EXERCISE PROMPT: Your response should contain every line from the data below that holds the string "Remote".

Stored items:
....................
use anyhow::Result;
use canvas_sync::cli::{run, Cli};
use clap::Parser;

#[tokio::main]
async fn main() -> Result<()> {
    // Load environment
    dotenvy::dotenv().ok();

    // Initialize tracing for the CLI.
    tracing_subscriber::fmt::init();
    tracing::info!("CLI application startup: tracing initialised, environment loaded");

    let cli = Cli::parse();
    let result = run(cli).await;
    match &result {
        Ok(_) => tracing::info!("CLI completed successfully"),
        Err(e) => tracing::error!(error = %e, "CLI exited with error"),
    }
    result
}
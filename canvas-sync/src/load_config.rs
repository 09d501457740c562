//! `load_config` module: loads a static YAML config file, including
//! environment secret injection, into the typed settings of the core crate.
//!
//! This is the only place where untrusted YAML is parsed and mapped to rich,
//! strongly-typed internal structs. The auth token never lives in the config
//! file; it is injected from the environment here.

use anyhow::Result;
use canvas_sync_core::api::ApiConfig;
use canvas_sync_core::config::SyncSettings;
use serde::Deserialize;
use std::fs;
use std::path::Path;
use tracing::{error, info};

/// Environment variable holding the Canvas bearer token.
pub const TOKEN_ENV_VAR: &str = "CANVAS_API_TOKEN";

/// Fully resolved configuration: sync settings plus API connection.
#[derive(Debug)]
pub struct LoadedConfig {
    pub settings: SyncSettings,
    pub api: ApiConfig,
}

#[derive(Debug, Deserialize)]
struct RawConfig {
    sync: SyncSettings,
    api: ApiSection,
}

#[derive(Debug, Deserialize)]
struct ApiSection {
    domain: String,
    /// Optional in the file; normally supplied through the environment.
    #[serde(default)]
    token: Option<String>,
}

/// Loads a static YAML config file (no secrets) and injects required env
/// vars for secrets.
pub fn load_config<P: AsRef<Path>>(path: P) -> Result<LoadedConfig> {
    let path_ref = path.as_ref();
    info!(config_path = ?path_ref, "Loading configuration from file");

    let config_content = match fs::read_to_string(path_ref) {
        Ok(content) => {
            info!(config_path = ?path_ref, "Config file read successfully");
            content
        }
        Err(e) => {
            error!(error = ?e, config_path = ?path_ref, "Failed to read config file");
            return Err(anyhow::anyhow!(
                "Failed to read config file {:?}: {}",
                path_ref,
                e
            ));
        }
    };

    let raw: RawConfig = match serde_yaml::from_str(&config_content) {
        Ok(conf) => {
            info!(config_path = ?path_ref, "Parsed config YAML successfully");
            conf
        }
        Err(e) => {
            error!(error = ?e, config_path = ?path_ref, "Failed to parse config YAML");
            return Err(anyhow::anyhow!("Failed to parse config YAML: {e}"));
        }
    };

    let token = match raw.api.token {
        Some(token) => token,
        None => std::env::var(TOKEN_ENV_VAR).map_err(|_| {
            error!(var = TOKEN_ENV_VAR, "Auth token missing from config and environment");
            anyhow::anyhow!(
                "No auth token: set `api.token` in the config file or the {TOKEN_ENV_VAR} environment variable"
            )
        })?,
    };

    Ok(LoadedConfig {
        settings: raw.sync,
        api: ApiConfig {
            domain: raw.api.domain,
            token,
        },
    })
}
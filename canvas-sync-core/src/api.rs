//! Real HTTP implementation of the [`CanvasApi`] contract against a Canvas
//! by Instructure server. Transmits JSON over authenticated HTTPS with a
//! bearer token on every call.

use async_trait::async_trait;
use reqwest::Client;
use serde::de::DeserializeOwned;
use tracing::error;

use crate::contract::{
    ApiError, AssignmentInfo, CanvasApi, CourseInfo, FileInfo, FolderInfo, ModuleInfo, ModuleItem,
    PageInfo,
};

/// Connection settings for the Canvas REST API.
#[derive(Debug, Clone)]
pub struct ApiConfig {
    /// Server domain, e.g. "https://canvas.university.edu".
    pub domain: String,
    /// Bearer token generated on the user's profile page.
    pub token: String,
}

pub struct InstructureClient {
    http: Client,
    domain: String,
    token: String,
}

impl InstructureClient {
    pub fn new(config: ApiConfig) -> Self {
        Self {
            http: Client::new(),
            domain: config.domain.trim_end_matches('/').to_string(),
            token: config.token,
        }
    }

    /// Record URLs embedded in server payloads carry the full domain; strip
    /// it so every request is rebuilt from the configured domain.
    fn relative(&self, url: &str) -> String {
        match url.rsplit_once(self.domain.as_str()) {
            Some((_, rest)) => rest.to_string(),
            None => url.to_string(),
        }
    }

    async fn get(&self, api_call: &str) -> Result<reqwest::Response, ApiError> {
        let url = format!("{}{}", self.domain, api_call);
        let response = self.http.get(&url).bearer_auth(&self.token).send().await?;
        let status = response.status();
        if !status.is_success() {
            error!(status = %status, url = %url, "Canvas API returned error");
            return Err(format!("Canvas API error: {status} for {url}").into());
        }
        Ok(response)
    }

    async fn get_json<T: DeserializeOwned>(&self, api_call: &str) -> Result<T, ApiError> {
        Ok(self.get(api_call).await?.json::<T>().await?)
    }

    /// Listings that fail server-side come back as an error object instead
    /// of an array (an empty sub-header is one such case); treat those as an
    /// empty listing.
    async fn get_json_list<T: DeserializeOwned>(&self, api_call: &str) -> Result<Vec<T>, ApiError> {
        let value: serde_json::Value = self.get(api_call).await?.json().await?;
        if !value.is_array() {
            return Ok(Vec::new());
        }
        Ok(serde_json::from_value(value)?)
    }
}

#[async_trait]
impl CanvasApi for InstructureClient {
    async fn get_courses(&self) -> Result<Vec<CourseInfo>, ApiError> {
        self.get_json_list("/api/v1/courses?per_page=100").await
    }

    async fn get_modules_in_course(&self, course_id: i64) -> Result<Vec<ModuleInfo>, ApiError> {
        self.get_json_list(&format!("/api/v1/courses/{course_id}/modules?per_page=100"))
            .await
    }

    async fn get_items_in_module(
        &self,
        course_id: i64,
        module_id: i64,
    ) -> Result<Vec<ModuleItem>, ApiError> {
        self.get_json_list(&format!(
            "/api/v1/courses/{course_id}/modules/{module_id}/items?per_page=100"
        ))
        .await
    }

    async fn get_assignments_in_course(
        &self,
        course_id: i64,
    ) -> Result<Vec<AssignmentInfo>, ApiError> {
        self.get_json_list(&format!(
            "/api/v1/courses/{course_id}/assignments?per_page=100"
        ))
        .await
    }

    async fn get_folders_in_course(&self, course_id: i64) -> Result<Vec<FolderInfo>, ApiError> {
        self.get_json_list(&format!("/api/v1/courses/{course_id}/folders?per_page=100"))
            .await
    }

    async fn get_files_in_folder(&self, folder_id: i64) -> Result<Vec<FileInfo>, ApiError> {
        self.get_json_list(&format!("/api/v1/folders/{folder_id}/files?per_page=100"))
            .await
    }

    async fn get_folders_in_folder(&self, folder_id: i64) -> Result<Vec<FolderInfo>, ApiError> {
        self.get_json_list(&format!("/api/v1/folders/{folder_id}/folders?per_page=100"))
            .await
    }

    async fn get_file_by_url(&self, url: &str) -> Result<FileInfo, ApiError> {
        self.get_json(&self.relative(url)).await
    }

    async fn get_page_by_url(&self, url: &str) -> Result<PageInfo, ApiError> {
        self.get_json(&self.relative(url)).await
    }

    async fn download_file_payload(&self, url: &str) -> Result<Vec<u8>, ApiError> {
        let response = self.get(&self.relative(url)).await?;
        Ok(response.bytes().await?.to_vec())
    }

    async fn download_external_payload(&self, url: &str) -> Result<Vec<u8>, ApiError> {
        // No bearer token here: the target is not the Canvas server.
        let response = self.http.get(url).send().await?;
        let status = response.status();
        if !status.is_success() {
            return Err(format!("download failed: {status} for {url}").into());
        }
        Ok(response.bytes().await?.to_vec())
    }
}
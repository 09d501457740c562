//! File leaves: download, skip or report, with partial-write cleanup.

use std::fs;
use std::io::{self, Read};
use std::path::Path;

use tracing::{info, warn};

use super::SyncContext;
use crate::contract::FileInfo;
use crate::error::SyncError;
use crate::naming::corrected_name;
use crate::report::SyncStatus;
use crate::tree::{NodeId, NodeKind, Tree};

/// Attach a file node under `parent`. Files found in the generic Files
/// section pass `register = false`; everything else registers in the ledger
/// so the Files section can exclude it later.
pub(super) fn add_file(
    ctx: &mut SyncContext<'_>,
    tree: &mut Tree,
    parent: NodeId,
    info: FileInfo,
    register: bool,
) -> Result<NodeId, SyncError> {
    let name = corrected_name(&info.display_name);
    let id = info.id;
    let node = tree.add_child(parent, id, name, NodeKind::File { info }, false)?;
    if register {
        ctx.register(tree, node)?;
    }
    Ok(node)
}

/// Materialize one file: locked files are reported and never attempted, an
/// existing artifact short-circuits, anything else downloads the payload.
pub(super) async fn sync_file(
    ctx: &mut SyncContext<'_>,
    tree: &mut Tree,
    id: NodeId,
) -> Result<(), SyncError> {
    let info = match &tree.node(id).kind {
        NodeKind::File { info } => info.clone(),
        other => {
            return Err(SyncError::Structure(format!(
                "sync_file invoked on a {} node",
                other.label()
            )))
        }
    };
    let name = tree.node(id).name.clone();
    let path = tree.node(id).sync_path.clone();

    if info.locked_for_user {
        info!(file = %name, status = "locked", "File is access restricted on the server");
        ctx.record(tree, id, SyncStatus::Locked);
        return Ok(());
    }
    if path.exists() {
        info!(file = %name, status = "synced", "File already synced");
        ctx.record(tree, id, SyncStatus::AlreadySynced);
        return Ok(());
    }

    info!(file = %name, path = %path.display(), status = "downloading", "Downloading file");
    let payload = match ctx.api.download_file_payload(&info.url).await {
        Ok(payload) => payload,
        Err(e) => {
            warn!(file = %name, error = %e, status = "failed", "File download failed");
            ctx.record(tree, id, SyncStatus::Failed);
            return Ok(());
        }
    };

    match write_payload(&path, payload.as_slice()) {
        Ok(()) => {
            info!(file = %name, status = "synced", "File downloaded");
            ctx.record(tree, id, SyncStatus::Downloaded);
            Ok(())
        }
        Err(e) if e.kind() == io::ErrorKind::Interrupted => Err(SyncError::Interrupted),
        Err(e) => {
            warn!(file = %name, error = %e, status = "failed", "Failed to write file");
            ctx.record(tree, id, SyncStatus::Failed);
            Ok(())
        }
    }
}

/// Stream `reader` into a file at `path`. If the copy fails or is
/// interrupted, the partial artifact is removed before the error
/// propagates, so no corrupted file is left behind.
pub(super) fn write_payload<R: Read>(path: &Path, mut reader: R) -> io::Result<()> {
    let result: io::Result<()> = (|| {
        let mut out_file = fs::File::create(path)?;
        io::copy(&mut reader, &mut out_file)?;
        Ok(())
    })();

    if result.is_err() && path.exists() {
        let _ = fs::remove_file(path);
    }
    result
}
//! External URL shortcuts and files hosted outside the Canvas server.

use tracing::{debug, info, warn};

use super::{file, SyncContext};
use crate::error::SyncError;
use crate::report::SyncStatus;
use crate::shortcut::make_url_shortcut;
use crate::tree::{NodeId, NodeKind, Tree};

/// Materialize an external link as a platform-native URL shortcut. There is
/// nothing to download, so the item is synced the moment the shortcut is in
/// place.
pub(super) fn sync_external_url(
    ctx: &mut SyncContext<'_>,
    tree: &mut Tree,
    id: NodeId,
) -> Result<(), SyncError> {
    let url = match &tree.node(id).kind {
        NodeKind::ExternalUrl { url } => url.clone(),
        other => {
            return Err(SyncError::Structure(format!(
                "sync_external_url invoked on a {} node",
                other.label()
            )))
        }
    };
    let name = tree.node(id).name.clone();
    let path = tree.node(id).sync_path.clone();

    match make_url_shortcut(&url, &path) {
        Ok((target, written)) => {
            info!(link = %name, path = %target.display(), status = "synced", "External URL shortcut in place");
            let status = if written {
                SyncStatus::Downloaded
            } else {
                SyncStatus::AlreadySynced
            };
            ctx.record(tree, id, status);
            Ok(())
        }
        Err(e) => {
            warn!(link = %name, error = %e, status = "failed", "Failed to write URL shortcut");
            ctx.record(tree, id, SyncStatus::Failed);
            Ok(())
        }
    }
}

/// File name candidate derived from a linked URL, if the link looks like a
/// real file: non-empty extension and a name of at most 60 characters. The
/// raw tail is deliberately not corrected, since its raw length decides
/// validity.
pub(super) fn linked_file_name(url: &str) -> Option<&str> {
    let name = url.rsplit('/').next().unwrap_or(url);
    if !has_extension(name) || name.chars().count() > 60 {
        return None;
    }
    Some(name)
}

fn has_extension(name: &str) -> bool {
    match name.rfind('.') {
        Some(idx) => idx > 0 && idx + 1 < name.len(),
        None => false,
    }
}

/// Attach a linked-file node under `parent` if the URL passes the validity
/// rule; invalid candidates are discarded without creating a node.
pub(super) fn add_linked_file(
    ctx: &mut SyncContext<'_>,
    tree: &mut Tree,
    parent: NodeId,
    url: &str,
) -> Result<Option<NodeId>, SyncError> {
    let Some(name) = linked_file_name(url) else {
        debug!(url = %url, "Link target does not look like a file, ignoring");
        return Ok(None);
    };
    let node = tree.add_child(
        parent,
        -1,
        name.to_string(),
        NodeKind::LinkedFile {
            url: url.to_string(),
        },
        false,
    )?;
    ctx.register(tree, node)?;
    Ok(Some(node))
}

/// Download a linked file. The host is outside our control, so any failure
/// here is reported for this one item and the traversal moves on.
pub(super) async fn sync_linked_file(
    ctx: &mut SyncContext<'_>,
    tree: &mut Tree,
    id: NodeId,
) -> Result<(), SyncError> {
    let url = match &tree.node(id).kind {
        NodeKind::LinkedFile { url } => url.clone(),
        other => {
            return Err(SyncError::Structure(format!(
                "sync_linked_file invoked on a {} node",
                other.label()
            )))
        }
    };
    let name = tree.node(id).name.clone();
    let path = tree.node(id).sync_path.clone();

    if path.exists() {
        info!(file = %name, status = "synced", "Linked file already synced");
        ctx.record(tree, id, SyncStatus::AlreadySynced);
        return Ok(());
    }

    info!(file = %name, url = %url, status = "downloading", "Downloading linked file");
    let payload = match ctx.api.download_external_payload(&url).await {
        Ok(payload) => payload,
        Err(e) => {
            warn!(file = %name, error = %e, status = "failed", "Linked file download failed");
            ctx.record(tree, id, SyncStatus::Failed);
            return Ok(());
        }
    };

    match file::write_payload(&path, payload.as_slice()) {
        Ok(()) => {
            info!(file = %name, status = "synced", "Linked file downloaded");
            ctx.record(tree, id, SyncStatus::Downloaded);
            Ok(())
        }
        Err(e) if e.kind() == std::io::ErrorKind::Interrupted => Err(SyncError::Interrupted),
        Err(e) => {
            warn!(file = %name, error = %e, status = "failed", "Failed to write linked file");
            ctx.record(tree, id, SyncStatus::Failed);
            Ok(())
        }
    }
}
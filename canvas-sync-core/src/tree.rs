//! The synchronized hierarchy as an arena-backed tree.
//!
//! Ownership flows root to leaf: nodes are owned by the arena, children are
//! index lists and parent links are plain back-indices, so there is no
//! reference cycle to manage. One tree lives exactly as long as one
//! synchronization run.

use std::fs;
use std::path::{Path, PathBuf};

use crate::contract::{AssignmentInfo, CourseInfo, FileInfo, ModuleItem, PageInfo};
use crate::error::SyncError;

/// Index of a node in the arena. Stable for the lifetime of the tree.
#[derive(Debug, Clone, Copy, PartialEq, Eq)]
pub struct NodeId(usize);

/// A page is constructed either from a lightweight module item reference or
/// from the full record; resolution fetches the record exactly once.
#[derive(Debug, Clone)]
pub enum PageSource {
    Unresolved { api_url: String },
    Resolved(PageInfo),
}

/// Closed set of entity kinds, with the per-kind payload attached.
#[derive(Debug, Clone)]
pub enum NodeKind {
    Root,
    Course { info: CourseInfo, to_be_synced: bool },
    Module,
    /// A sub-header inside a module, seeded with its already-fetched items
    /// so discovery never goes back to the server.
    SubHeader { items: Vec<ModuleItem> },
    /// A folder of the generic Files section.
    Folder,
    File { info: FileInfo },
    Page { source: PageSource },
    ExternalUrl { url: String },
    /// A file hosted outside the Canvas server, referenced by direct URL.
    LinkedFile { url: String },
    AssignmentsFolder,
    Assignment { info: AssignmentInfo },
}

/// Copyable discriminant of [`NodeKind`], used to dispatch the traversal
/// without borrowing the node's payload.
#[derive(Debug, Clone, Copy, PartialEq, Eq)]
pub enum KindTag {
    Root,
    Course,
    Module,
    SubHeader,
    Folder,
    File,
    Page,
    ExternalUrl,
    LinkedFile,
    AssignmentsFolder,
    Assignment,
}

impl KindTag {
    /// Stable identifier string, used by the ledger and the run report.
    pub fn label(self) -> &'static str {
        match self {
            KindTag::Root => "synchronizer",
            KindTag::Course => "course",
            KindTag::Module => "module",
            KindTag::SubHeader => "sub_header",
            KindTag::Folder => "folder",
            KindTag::File => "file",
            KindTag::Page => "page",
            KindTag::ExternalUrl => "external_url",
            KindTag::LinkedFile => "linked_file",
            KindTag::AssignmentsFolder => "assignments_folder",
            KindTag::Assignment => "assignment",
        }
    }
}

impl NodeKind {
    pub fn tag(&self) -> KindTag {
        match self {
            NodeKind::Root => KindTag::Root,
            NodeKind::Course { .. } => KindTag::Course,
            NodeKind::Module => KindTag::Module,
            NodeKind::SubHeader { .. } => KindTag::SubHeader,
            NodeKind::Folder => KindTag::Folder,
            NodeKind::File { .. } => KindTag::File,
            NodeKind::Page { .. } => KindTag::Page,
            NodeKind::ExternalUrl { .. } => KindTag::ExternalUrl,
            NodeKind::LinkedFile { .. } => KindTag::LinkedFile,
            NodeKind::AssignmentsFolder => KindTag::AssignmentsFolder,
            NodeKind::Assignment { .. } => KindTag::Assignment,
        }
    }

    pub fn label(&self) -> &'static str {
        self.tag().label()
    }
}

/// One element of the hierarchy.
#[derive(Debug)]
pub struct Node {
    /// Remote identifier, or -1 for synthetic nodes (root, assignments
    /// folder, linked files).
    pub id: i64,
    /// Corrected display name.
    pub name: String,
    /// Absolute local path this node materializes at.
    pub sync_path: PathBuf,
    pub parent: Option<NodeId>,
    pub children: Vec<NodeId>,
    pub kind: NodeKind,
    /// Whether this node corresponds to a directory.
    pub container: bool,
    /// Set once discovery ran, so re-entering a node cannot duplicate
    /// children.
    pub discovered: bool,
}

pub struct Tree {
    nodes: Vec<Node>,
}

impl Tree {
    /// Create a tree holding only the synchronizer root. The root directory
    /// is created if absent.
    pub fn new(sync_root: &Path) -> Result<Self, SyncError> {
        fs::create_dir_all(sync_root)?;
        let root = Node {
            id: -1,
            name: String::new(),
            sync_path: sync_root.to_path_buf(),
            parent: None,
            children: Vec::new(),
            kind: NodeKind::Root,
            container: true,
            discovered: false,
        };
        Ok(Tree { nodes: vec![root] })
    }

    pub fn root(&self) -> NodeId {
        NodeId(0)
    }

    pub fn node(&self, id: NodeId) -> &Node {
        &self.nodes[id.0]
    }

    pub fn node_mut(&mut self, id: NodeId) -> &mut Node {
        &mut self.nodes[id.0]
    }

    /// Path a child named `name` occupies under `parent`.
    pub fn child_path(&self, parent: NodeId, name: &str) -> PathBuf {
        self.node(parent).sync_path.join(name)
    }

    /// Attach a new child under `parent`. Container nodes get their backing
    /// directory created immediately, before any child discovery; creating
    /// over an existing directory is not an error.
    pub fn add_child(
        &mut self,
        parent: NodeId,
        id: i64,
        name: String,
        kind: NodeKind,
        container: bool,
    ) -> Result<NodeId, SyncError> {
        let sync_path = self.child_path(parent, &name);
        if container {
            fs::create_dir_all(&sync_path)?;
        }
        let node_id = NodeId(self.nodes.len());
        self.nodes.push(Node {
            id,
            name,
            sync_path,
            parent: Some(parent),
            children: Vec::new(),
            kind,
            container,
            discovered: false,
        });
        self.nodes[parent.0].children.push(node_id);
        Ok(node_id)
    }

    /// Walk ancestors until the owning course. Every node below a course
    /// must reach one; failing to is a construction-order bug.
    pub fn owning_course(&self, id: NodeId) -> Result<NodeId, SyncError> {
        let mut current = Some(id);
        while let Some(node_id) = current {
            let node = self.node(node_id);
            if matches!(node.kind, NodeKind::Course { .. }) {
                return Ok(node_id);
            }
            current = node.parent;
        }
        Err(SyncError::Structure(format!(
            "no course ancestor above node '{}'",
            self.node(id).name
        )))
    }

    /// Remote id of the course that owns `id`.
    pub fn course_id_of(&self, id: NodeId) -> Result<i64, SyncError> {
        self.owning_course(id).map(|course| self.node(course).id)
    }

    /// Demote a leaf into a directory of its own name: the page push-down.
    ///
    /// This is the single legal mutation of an existing node's `sync_path`.
    /// The old path becomes a directory, the node's artifact moves inside
    /// it, and existing children are re-anchored in the new directory.
    pub fn push_down(&mut self, id: NodeId) -> Result<(), SyncError> {
        let old_path = self.node(id).sync_path.clone();
        let tail = old_path
            .file_name()
            .map(|t| t.to_os_string())
            .ok_or_else(|| {
                SyncError::Structure(format!(
                    "cannot push down node '{}' with an empty path tail",
                    self.node(id).name
                ))
            })?;
        fs::create_dir_all(&old_path)?;
        self.node_mut(id).sync_path = old_path.join(tail);

        let children = self.node(id).children.clone();
        for child in children {
            let name = self.node(child).name.clone();
            self.node_mut(child).sync_path = old_path.join(name);
        }
        Ok(())
    }
}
....................
EXERCISE RESULT:
    /// Remote identifier, or -1 for synthetic nodes (root, assignments
    /// Remote id of the course that owns `id`.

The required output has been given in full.